[Loch-Ruadh] Word of the Day, March 1, 2002

Bill Osterheim Polydore at worldnet.att.net
Fri Mar 1 13:02:57 PST 2002


OK, feast people! We have a new dish to try out!

Cait O'Hara wrote:

> Starry-gazzy-pie
>
> A pie made of [herring-like] pilchards and leeks, the heads of the pilchards appearing throughout the crust as if they were studying the sky.
> -- James Halliwell’s Dictionary of Archaic and Provincial Words, 1855
>
> Fest Day of St.

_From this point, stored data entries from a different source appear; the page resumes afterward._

//! Stream listing and live stream updates
//!
//! `GET /streams` is a straight passthrough of the relay's listing.
//! `GET /streams/sse` keeps a Server-Sent Events connection open and pushes
//! `connected`, `streams_update` and `heartbeat` events for one room.

use std::time::Duration;

use axum::{
    extract::{Query, State},
    response::{
        sse::{Event, KeepAlive, Sse},
        IntoResponse, Response,
    },
    routing::get,
    Router,
};
use futures::StreamExt;
use serde::Deserialize;
use sharecast_core::models::RoomId;
use sharecast_proxy::{cors::read_only_cors, forward_relay_response};
use tracing::info;

use crate::http::{error::AppResult, required, AppState};

pub fn create_streams_router() -> Router<AppState> {
    Router::new()
        .route("/streams", get(list_streams))
        .route("/streams/sse", get(stream_events))
        .layer(read_only_cors())
}

#[derive(Debug, Default, Deserialize)]
pub struct StreamsQuery {
    pub room: Option<String>,
}

/// Relay stream list, unmodified
///
/// GET /streams
pub async fn list_streams(State(state): State<AppState>) -> AppResult<Response> {
    let response = state.proxy.relay().streams_raw().await?;
    Ok(forward_relay_response(response, "application/json"))
}

/// Subscribe to stream changes for a room
///
/// GET /streams/sse?room={room}
///
/// Each event is a single `data: <json>` frame. The first is always `connected`;
/// if the room already has streams a `streams_update` replay follows.
pub async fn stream_events(
    State(state): State<AppState>,
    Query(query): Query<StreamsQuery>,
) -> AppResult<impl IntoResponse> {
    let room = RoomId::new(required(query.room, "room")?);
    let subscription = state.broadcaster.connect(room).await?;

    info!(
        room = %subscription.room(),
        client_id = %subscription.client_id(),
        "SSE client connected"
    );

    let events = subscription.map(|event| Event::default().json_data(event));

    Ok(Sse::new(events).keep_alive(KeepAlive::new().interval(Duration::from_secs(15))))
}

David, the patron saint of Wales.  He cleverly employed leeks to defeat the fifth-century Saxons by fastening these members of the onion family to his warriors’ hats to distinguish them from their enemies in hand-to-hand combat.  Heroics aside, William Turner’s Herbal (1568) cautioned would-be consumers of the leek’s dark side:  “The leek breedeth wind and evil juice, and maketh heavy dreams; it stirreth a man to make water and is good for the belly.  But if you would boil a leek in two waters, and afterwards steep it in cold water, it will be less windy than before.”  More recently, “to eat the leek” indicated the embarrassed retraction of a statement, much like “eating crow,” and was used in this regard in Shakespeare’s Henry V.